JeffCO H20: Beauty and the Beads

bodywash-beadsThere are literally tens of thousands of beauty products on the market that claim to make your skin feel and look smoother.  One type of product is skin cleanser that contains an exfoliant.  The premise behind these products is that they gently remove dry surface skin cells to reveal smoother skin.  Many of these products contain plastic microbeads to do the job of exfoliation.  But microbeads aren’t just prevalent in the beauty industry.  Some toothpastes contain microbeads to polish and whiten your teeth as you brush.  So what’s the big deal if these products work?  While the microbeads may do just what they are supposed to do, they can create some dire consequences once they go down your sink or shower drain.  Plastic microbeads do not disintegrate and the municipal wastewater treatment process can’t filter them from wastewater.  Instead, the microbeads remain intact, making their way to local creeks, rivers, lakes, and oceans.  Fish and other aquatic animals swallow the microbeads, which means that microbeads could wind up in your food supply.  In December 2015, the Microbead-Free Waters Act of 2015 became law, banning the manufacture of rinse off cosmetics, which includes toothpastes that contain intentionally added plastic microbeads, effective July 1, 2017.  The other good news is that there are many cleansing products available that contain exfoliants made from biodegradable ingredients such as fruit pits, nut shells, sugar, or salt.  You can even make your own with similar common ingredients.  As for toothpaste, read the label and choose one that does not contain microbeads, or consider alternatives such as toothpaste containing sustainable polishing agents like baking soda.

 

 

What’s Happening?

‘Tis the Season to Recycle – Between decorating, gifting, and feasting, the holiday season generates more waste than any other time of year.  This can offer a great opportunity to intentionally look for ways to recycle or reuse rather than discard items that you no longer need or want.

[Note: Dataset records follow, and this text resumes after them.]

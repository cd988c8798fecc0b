//! DNS provider implementations

pub(crate) mod common;
mod cloudflare;

pub use cloudflare::CloudflareProvider;
pub use common::{full_name_to_relative, normalize_domain_name, relative_to_full_name};
use serde::{Deserialize, Serialize};

/// Unified error type for all DNS provider operations.
///
/// Each variant includes a `provider` field identifying which provider produced the error,
/// plus variant-specific context. All variants are serializable for structured error reporting.
///
/// # Retry
///
/// Only [`RateLimited`](Self::RateLimited) is retried by the HTTP layer, and only up to the
/// configured attempt ceiling. Every other variant is surfaced to the caller immediately.
#[derive(Debug, Clone, Serialize, Deserialize)]
#[serde(tag = "code")]
pub enum ProviderError {
    /// A network-level error occurred (DNS resolution failure, connection refused, etc.).
    NetworkError {
        /// Provider that produced the error.
        provider: String,
        /// Error details.
        detail: String,
    },

    /// The provided credentials are invalid or expired.
    InvalidCredentials {
        /// Provider that produced the error.
        provider: String,
        /// Original error message from the provider API, if available.
        raw_message: Option<String>,
    },

    /// A DNS record with the same name/type already exists.
    RecordExists {
        /// Provider that produced the error.
        provider: String,
        /// Name of the conflicting record.
        record_name: String,
        /// Original error message from the provider API, if available.
        raw_message: Option<String>,
    },

    /// The specified DNS record was not found.
    RecordNotFound {
        /// Provider that produced the error.
        provider: String,
        /// ID of the record that was not found.
        record_id: String,
        /// Original error message from the provider API, if available.
        raw_message: Option<String>,
    },

    /// A request parameter is invalid (e.g., bad TTL value, malformed IP address).
    InvalidParameter {
        /// Provider that produced the error.
        provider: String,
        /// Name of the invalid parameter.
        param: String,
        /// Description of what's wrong.
        detail: String,
    },

    /// The requested DNS record type is not supported by this provider.
    UnsupportedRecordType {
        /// Provider that produced the error.
        provider: String,
        /// The unsupported record type string.
        record_type: String,
    },

    /// The API rate limit was still in effect after the last retry (HTTP 429).
    RateLimited {
        /// Provider that produced the error.
        provider: String,
        /// Wait time in seconds suggested by the last response, if any.
        retry_after: Option<u64>,
        /// Number of attempts made before giving up.
        attempts: u32,
        /// Body of the last response.
        raw_message: Option<String>,
    },

    /// The HTTP request timed out.
    Timeout {
        /// Provider that produced the error.
        provider: String,
        /// Error details.
        detail: String,
    },

    /// No zone managed by the account matches the requested domain.
    ZoneNotFound {
        /// Provider that produced the error.
        provider: String,
        /// Domain name that was looked up.
        domain: String,
        /// Original error message from the provider API, if available.
        raw_message: Option<String>,
    },

    /// The token is valid but lacks permission for the requested operation.
    PermissionDenied {
        /// Provider that produced the error.
        provider: String,
        /// Original error message from the provider API, if available.
        raw_message: Option<String>,
    },

    /// Failed to parse the provider's API response.
    ParseError {
        /// Provider that produced the error.
        provider: String,
        /// Details about the parse failure.
        detail: String,
    },

    /// Failed to serialize a request body.
    SerializationError {
        /// Provider that produced the error.
        provider: String,
        /// Details about the serialization failure.
        detail: String,
    },

    /// Non-2xx, non-429 response that did not map to a more specific variant.
    ApiError {
        /// Provider that produced the error.
        provider: String,
        /// HTTP status code, when the failure came from an HTTP response.
        status: Option<u16>,
        /// Raw error code from the API, if available.
        raw_code: Option<String>,
        /// Raw error message or response body.
        raw_message: String,
    },
}

impl ProviderError {
    /// Whether this is an expected outcome (bad input, missing resource, ...), used to pick the
    /// log level.
    ///
    /// `true` means log at `warn`, `false` at `error`.
    /// **Keep in sync when adding variants.**
    #[must_use]
    pub fn is_expected(&self) -> bool {
        matches!(
            self,
            Self::InvalidCredentials { .. }
                | Self::RecordExists { .. }
                | Self::RecordNotFound { .. }
                | Self::InvalidParameter { .. }
                | Self::UnsupportedRecordType { .. }
                | Self::ZoneNotFound { .. }
                | Self::PermissionDenied { .. }
        )
    }

    /// Name of the provider that produced the error.
    #[must_use]
    pub fn provider(&self) -> &str {
        match self {
            Self::NetworkError { provider, .. }
            | Self::InvalidCredentials { provider, .. }
            | Self::RecordExists { provider, .. }
            | Self::RecordNotFound { provider, .. }
            | Self::InvalidParameter { provider, .. }
            | Self::UnsupportedRecordType { provider, .. }
            | Self::RateLimited { provider, .. }
            | Self::Timeout { provider, .. }
            | Self::ZoneNotFound { provider, .. }
            | Self::PermissionDenied { provider, .. }
            | Self::ParseError { provider, .. }
            | Self::SerializationError { provider, .. }
            | Self::ApiError { provider, .. } => provider,
        }
    }
}

impl std::fmt::Display for ProviderError {
    fn fmt(&self, f: &mut std::fmt::Formatter<'_>) -> std::fmt::Result {
        match self {
            Self::NetworkError { provider, detail } => {
                write!(f, "[{provider}] Network error: {detail}")
            }
            Self::InvalidCredentials {
                provider,
                raw_message,
            } => {
                if let Some(msg) = raw_message {
                    write!(f, "[{provider}] Invalid credentials: {msg}")
                } else {
                    write!(f, "[{provider}] Invalid credentials")
                }
            }
            Self::RecordExists {
                provider,
                record_name,
                ..
            } => {
                write!(f, "[{provider}] Record '{record_name}' already exists")
            }
            Self::RecordNotFound {
                provider,
                record_id,
                ..
            } => {
                write!(f, "[{provider}] Record '{record_id}' not found")
            }
            Self::InvalidParameter {
                provider,
                param,
                detail,
            } => {
                write!(f, "[{provider}] Invalid parameter '{param}': {detail}")
            }
            Self::UnsupportedRecordType {
                provider,
                record_type,
            } => {
                write!(f, "[{provider}] Unsupported record type: {record_type}")
            }
            Self::RateLimited {
                provider,
                retry_after,
                attempts,
                ..
            } => {
                if let Some(secs) = retry_after {
                    write!(
                        f,
                        "[{provider}] Rate limited after {attempts} attempt(s) (retry after {secs}s)"
                    )
                } else {
                    write!(f, "[{provider}] Rate limited after {attempts} attempt(s)")
                }
            }
            Self::Timeout { provider, detail } => {
                write!(f, "[{provider}] Request timeout: {detail}")
            }
            Self::ZoneNotFound {
                provider,
                domain,
                raw_message,
            } => {
                if let Some(msg) = raw_message {
                    write!(f, "[{provider}] No zone found for '{domain}': {msg}")
                } else {
                    write!(f, "[{provider}] No zone found for '{domain}'")
                }
            }
            Self::PermissionDenied {
                provider,
                raw_message,
            } => {
                if let Some(msg) = raw_message {
                    write!(f, "[{provider}] Permission denied: {msg}")
                } else {
                    write!(f, "[{provider}] Permission denied")
                }
            }
            Self::ParseError { provider, detail } => {
                write!(f, "[{provider}] Parse error: {detail}")
            }
            Self::SerializationError { provider, detail } => {
                write!(f, "[{provider}] Serialization error: {detail}")
            }
            Self::ApiError {
                provider,
                status,
                raw_message,
                ..
            } => match status {
                Some(status) => write!(f, "[{provider}] HTTP {status}: {raw_message}"),
                None => write!(f, "[{provider}] {raw_message}"),
            },
        }
    }
}

impl std::error::Error for ProviderError {}

/// Convenience type alias for `Result<T, ProviderError>`.
pub type Result<T> = std::result::Result<T, ProviderError>;
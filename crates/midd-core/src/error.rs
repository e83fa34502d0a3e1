//! Error types for diagram construction.

use thiserror::Error;

/// Main error type for interval and diagram operations.
///
/// Every variant is raised while a diagram is being built. Evaluation of a
/// finished diagram never fails.
#[derive(Debug, Clone, PartialEq, Eq, Error)]
pub enum MiddError {
    /// An interval violates the ordering or closed-at-infinity invariant.
    #[error("Invalid interval: {0}")]
    InvalidInterval(String),

    /// `include_bound` was called on a pair it cannot merge.
    #[error("Invalid merge: {0}")]
    InvalidMerge(String),

    /// An interval unbounded on both sides has no value to take a type from.
    #[error("Missing type: interval (-inf, +inf) carries no finite bound")]
    MissingType,

    /// Unknown combining algorithm identifier.
    #[error("Unsupported combining algorithm: {0}")]
    UnsupportedAlgorithm(String),

    /// The element reduces to a diagram with no applicable terminal.
    #[error("Non-transformable element: {0}")]
    NonTransformable(String),

    /// An internal node tests a variable that does not precede its
    /// children's variables.
    #[error("Variable order violated: node on x{parent} has a child on x{child}")]
    VariableOrder { parent: u32, child: u32 },

    /// A node handle that does not belong to the store it was used with.
    #[error("Unknown node: {0}")]
    UnknownNode(u32),
}

impl MiddError {
    /// Returns true for outcomes that mean "contributes nothing" rather than
    /// a construction failure.
    pub fn is_non_transformable(&self) -> bool {
        matches!(self, MiddError::NonTransformable(_))
    }
}

/// Result type alias for diagram operations.
pub type Result<T> = std::result::Result<T, MiddError>;
// ============================================================================
// Relation Tests
// ============================================================================

mod relations {
    use super::*;

    #[test]
    fn test_intersects_touching() {
        let a = Interval::closed(0, 5).unwrap();
        assert!(a.intersects(&Interval::closed(5, 10).unwrap()));
        assert!(!a.intersects(&Interval::open_closed(5, 10).unwrap()));
        assert!(!Interval::closed_open(0, 5)
            .unwrap()
            .intersects(&Interval::closed(5, 10).unwrap()));
    }

    #[test]
    fn test_intersects_disjoint_and_nested() {
        let a = Interval::closed(0, 3).unwrap();
        assert!(!a.intersects(&Interval::closed(4, 10).unwrap()));
        assert!(a.intersects(&Interval::unbounded()));
        assert!(Interval::open(3, 5)
            .unwrap()
            .intersects(&Interval::closed(0, 10).unwrap()));
    }

    #[test]
    fn test_intersects_matches_grid() {
        for a in sample_intervals() {
            for b in sample_intervals() {
                let shared = grid().any(|v| a.has_value(Some(&v)) && b.has_value(Some(&v)));
                // Open intervals over an integer grid can intersect between
                // grid points, so only the positive direction is exact.
                if shared {
                    assert!(a.intersects(&b), "{} should intersect {}", a, b);
                }
                assert_eq!(a.intersects(&b), b.intersects(&a), "{} vs {}", a, b);
            }
        }
    }

    #[test]
    fn test_contains() {
        let outer = Interval::closed(0, 10).unwrap();
        assert!(outer.contains(&Interval::open(0, 10).unwrap()));
        assert!(outer.contains(&Interval::point(10)));
        assert!(!Interval::open(0, 10).unwrap().contains(&outer));
        assert!(!outer.contains(&Interval::closed(5, 11).unwrap()));
        assert!(Interval::unbounded().contains(&Interval::less_than(3)));
    }

    #[test]
    fn test_contains_reflexive_and_antisymmetric() {
        for a in sample_intervals() {
            assert!(a.contains(&a), "{} should contain itself", a);
            for b in sample_intervals() {
                if a.contains(&b) && b.contains(&a) {
                    assert_eq!(a, b);
                }
            }
        }
    }
}

// ============================================================================
// Complement Tests
// ============================================================================

mod complement {
    use super::*;

    #[test]
    fn test_middle_cut() {
        let a = Interval::closed(0, 10).unwrap();
        let rest = a.complement(&Interval::point(3));
        assert_eq!(rest.len(), 2);
        assert_eq!(rest[0], Interval::closed_open(0, 3).unwrap());
        assert_eq!(rest[1], Interval::open_closed(3, 10).unwrap());
    }

    #[test]
    fn test_touching_bound_is_dropped() {
        let a = Interval::closed(0, 5).unwrap();
        let rest = a.complement(&Interval::closed(5, 10).unwrap());
        assert_eq!(rest.as_slice(), &[Interval::closed_open(0, 5).unwrap()]);

        let rest = a.complement(&Interval::open_closed(5, 10).unwrap());
        assert_eq!(rest.as_slice(), &[a.clone()]);
    }

    #[test]
    fn test_open_other_keeps_end_points() {
        let a = Interval::closed(0, 10).unwrap();
        let rest = a.complement(&Interval::open(0, 10).unwrap());
        assert_eq!(rest.as_slice(), &[Interval::point(0), Interval::point(10)]);
    }

    #[test]
    fn test_one_sided() {
        let a = Interval::closed(0, 10).unwrap();
        let rest = a.complement(&Interval::greater_than(5));
        assert_eq!(rest.as_slice(), &[Interval::closed(0, 5).unwrap()]);

        let rest = Interval::unbounded().complement(&Interval::point(3));
        assert_eq!(
            rest.as_slice(),
            &[Interval::less_than(3), Interval::greater_than(3)]
        );
    }

    #[test]
    fn test_self_complement_is_empty() {
        for a in sample_intervals() {
            assert!(a.complement(&a).is_empty(), "{} \\ {} not empty", a, a);
        }
    }

    #[test]
    fn test_partition_of_unity() {
        for a in sample_intervals() {
            for b in sample_intervals() {
                let rest = a.complement(&b);
                let common = a.intersection(&b);
                for piece in &rest {
                    assert!(piece.validate());
                    assert!(a.contains(piece), "{} \\ {} escaped: {}", a, b, piece);
                }
                for v in grid() {
                    let in_rest = rest.iter().any(|p| p.has_value(Some(&v)));
                    let in_common = common.as_ref().is_some_and(|c| c.has_value(Some(&v)));
                    assert_eq!(
                        a.has_value(Some(&v)),
                        in_rest || in_common,
                        "{} \\ {} at {}",
                        a,
                        b,
                        v
                    );
                    if b.has_value(Some(&v)) {
                        assert!(!in_rest, "{} \\ {} kept {}", a, b, v);
                    }
                }
            }
        }
    }

    #[test]
    fn test_intersection() {
        let a = Interval::closed(0, 10).unwrap();
        assert_eq!(
            a.intersection(&Interval::open(5, 20).unwrap()),
            Some(Interval::open_closed(5, 10).unwrap())
        );
        assert_eq!(a.intersection(&Interval::greater_than(10)), None);
        assert_eq!(
            a.intersection(&Interval::at_least(10)),
            Some(Interval::point(10))
        );
    }
}

// ============================================================================
// Merge Tests
// ============================================================================

mod merge {
    use super::*;

    #[test]
    fn test_include_point_into_range() {
        let range = Interval::open(0, 5).unwrap();
        assert_eq!(
            range.include_bound(&Interval::point(5)).unwrap(),
            Interval::open_closed(0, 5).unwrap()
        );
        assert_eq!(
            range.include_bound(&Interval::point(0)).unwrap(),
            Interval::closed_open(0, 5).unwrap()
        );
    }

    #[test]
    fn test_include_range_into_point() {
        let point = Interval::point(5);
        assert_eq!(
            point.include_bound(&Interval::open(5, 9).unwrap()).unwrap(),
            Interval::closed_open(5, 9).unwrap()
        );
        assert_eq!(
            point.include_bound(&Interval::less_than(5)).unwrap(),
            Interval::at_most(5)
        );
    }

    #[test]
    fn test_include_bound_rejects_unsupported_pairs() {
        let range = Interval::open(0, 5).unwrap();
        assert!(matches!(
            range.include_bound(&Interval::open(5, 9).unwrap()),
            Err(MiddError::InvalidMerge(_))
        ));
        assert!(matches!(
            range.include_bound(&Interval::point(7)),
            Err(MiddError::InvalidMerge(_))
        ));
        assert!(matches!(
            Interval::point(1).include_bound(&Interval::point(1)),
            Err(MiddError::InvalidMerge(_))
        ));
    }

    #[test]
    fn test_coalesce() {
        let left = Interval::closed_open(0, 5).unwrap();
        let right = Interval::closed(5, 9).unwrap();
        assert_eq!(left.coalesce(&right).unwrap(), Interval::closed(0, 9).unwrap());

        let point = Interval::point(9);
        let after = Interval::greater_than(9);
        assert_eq!(point.coalesce(&after).unwrap(), Interval::at_least(9));

        assert!(left.coalesce(&Interval::open(5, 9).unwrap()).is_err());
        assert!(left.coalesce(&Interval::closed(6, 9).unwrap()).is_err());
    }
}

// ============================================================================
// Partition Tests
// ============================================================================

mod partition {
    use super::*;

    #[test]
    fn test_cover_fills_gaps() {
        let edges = [
            (Interval::closed_open(0, 5).unwrap(), 1),
            (Interval::open(5, 10).unwrap(), 2),
        ];
        let segments = cover(edges.iter().map(|(i, c)| (i, *c)));

        let intervals: Vec<_> = segments.iter().map(|s| s.interval.clone()).collect();
        assert_eq!(
            intervals,
            vec![
                Interval::less_than(0),
                Interval::closed_open(0, 5).unwrap(),
                Interval::point(5),
                Interval::open(5, 10).unwrap(),
                Interval::at_least(10),
            ]
        );
        let payloads: Vec<_> = segments.iter().map(|s| s.payload).collect();
        assert_eq!(payloads, vec![None, Some(1), None, Some(2), None]);
    }

    #[test]
    fn test_cover_of_nothing_is_the_line() {
        let segments = cover::<i64, u8, _>(std::iter::empty());
        assert_eq!(segments.len(), 1);
        assert_eq!(segments[0].interval, Interval::unbounded());
    }

    #[test]
    fn test_cover_with_unbounded_edges() {
        let edges = [
            (Interval::less_than(0), 'a'),
            (Interval::at_least(0), 'b'),
        ];
        let segments = cover(edges.iter().map(|(i, c)| (i, *c)));
        assert_eq!(segments.len(), 2);
        assert!(segments.iter().all(|s| s.payload.is_some()));
    }

    #[test]
    fn test_overlay() {
        let left = cover([(&Interval::closed(0, 10).unwrap(), 'a')]);
        let right = cover([(&Interval::open_closed(5, 20).unwrap(), 'b')]);
        let pieces = overlay(&left, &right);

        let got: Vec<_> = pieces
            .iter()
            .map(|p| (p.interval.clone(), p.left, p.right))
            .collect();
        assert_eq!(
            got,
            vec![
                (Interval::less_than(0), None, None),
                (Interval::closed(0, 5).unwrap(), Some('a'), None),
                (Interval::open_closed(5, 10).unwrap(), Some('a'), Some('b')),
                (Interval::open_closed(10, 20).unwrap(), None, Some('b')),
                (Interval::greater_than(20), None, None),
            ]
        );
    }

    #[test]
    fn test_overlay_pieces_are_a_partition() {
        let left = cover([
            (&Interval::point(3), 1),
            (&Interval::open(3, 8).unwrap(), 2),
        ]);
        let right = cover([
            (&Interval::less_than(5), 3),
            (&Interval::closed(7, 7).unwrap(), 4),
        ]);
        let pieces = overlay(&left, &right);
        assert!(is_partition(pieces.iter().map(|p| &p.interval)));
        for v in -2..12 {
            let hits = pieces.iter().filter(|p| p.interval.has_value(Some(&v))).count();
            assert_eq!(hits, 1, "value {} covered {} times", v, hits);
        }
    }

    #[test]
    fn test_is_partition() {
        let ok = [Interval::closed(0, 1).unwrap(), Interval::open(1, 3).unwrap()];
        assert!(is_partition(ok.iter()));

        let overlapping = [Interval::closed(0, 2).unwrap(), Interval::closed(2, 3).unwrap()];
        assert!(!is_partition(overlapping.iter()));

        let unsorted = [Interval::closed(5, 6).unwrap(), Interval::closed(0, 1).unwrap()];
        assert!(!is_partition(unsorted.iter()));

        let empty_edge = [Interval::open(1, 1).unwrap()];
        assert!(!is_partition(empty_edge.iter()));
    }
}
//! Evaluation of a diagram against a variable assignment.

use midd_core::{Assignment, Diagram, Edge, Node, NodeId, Nodes, Terminal};
use rayon::prelude::*;
use tracing::trace;

/// Walks from `root` to a terminal and returns its value.
///
/// At each internal node the variable's value selects the partition entry
/// containing it. A variable with no entry in `variables`, or with no
/// value, matches the first entry unbounded on a side. When nothing
/// matches, the result is the not-applicable terminal. Evaluation never
/// fails.
pub fn eval<T, D, N>(nodes: &N, root: NodeId, variables: &Assignment<T>) -> D
where
    T: Ord + Clone,
    D: Terminal,
    N: Nodes<T, D>,
{
    let mut current = root;
    loop {
        let next = match nodes.node(current) {
            Some(Node::External(n)) => return n.value().clone(),
            Some(Node::Internal(n)) => {
                let value = variables.get(&n.variable()).and_then(|v| v.value.as_ref());
                select(n.edges(), value)
            }
            None => None,
        };
        match next {
            Some(child) => current = child,
            None => {
                trace!(event = "eval_unmatched", node = %current);
                return D::not_applicable();
            }
        }
    }
}

fn select<T: Ord + Clone>(edges: &[Edge<T>], value: Option<&T>) -> Option<NodeId> {
    match value {
        Some(v) => {
            // Edges are sorted and disjoint: skip those entirely below v.
            let i = edges.partition_point(|e| e.interval.is_below(v));
            edges
                .get(i)
                .filter(|e| e.interval.has_value(Some(v)))
                .map(|e| e.child)
        }
        None => edges
            .iter()
            .find(|e| e.interval.has_value(None))
            .map(|e| e.child),
    }
}

/// Evaluates a frozen diagram from its root.
pub fn eval_diagram<T, D>(diagram: &Diagram<T, D>, variables: &Assignment<T>) -> D
where
    T: Ord + Clone,
    D: Terminal,
{
    eval(diagram, diagram.root(), variables)
}

/// Evaluates many assignments against one diagram.
///
/// Batches of at least `parallel_threshold` requests are spread over the
/// rayon pool; results keep the input order.
pub fn eval_batch<T, D>(
    diagram: &Diagram<T, D>,
    requests: &[Assignment<T>],
    parallel_threshold: usize,
) -> Vec<D>
where
    T: Ord + Clone + Send + Sync,
    D: Terminal,
{
    if requests.len() >= parallel_threshold {
        requests
            .par_iter()
            .map(|vars| eval_diagram(diagram, vars))
            .collect()
    } else {
        requests.iter().map(|vars| eval_diagram(diagram, vars)).collect()
    }
}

  • Check out aeconline.org for information about what and where to recycle many items.
  • Consider donating gently used items such as furniture, clothing, and housewares to a local charity for someone else to enjoy rather than just discarding them.
  • Cease the Grease – Jefferson County’s free household cooking oil and grease recycling program offers clean plastic jugs and recycling kiosks conveniently placed at 21 locations.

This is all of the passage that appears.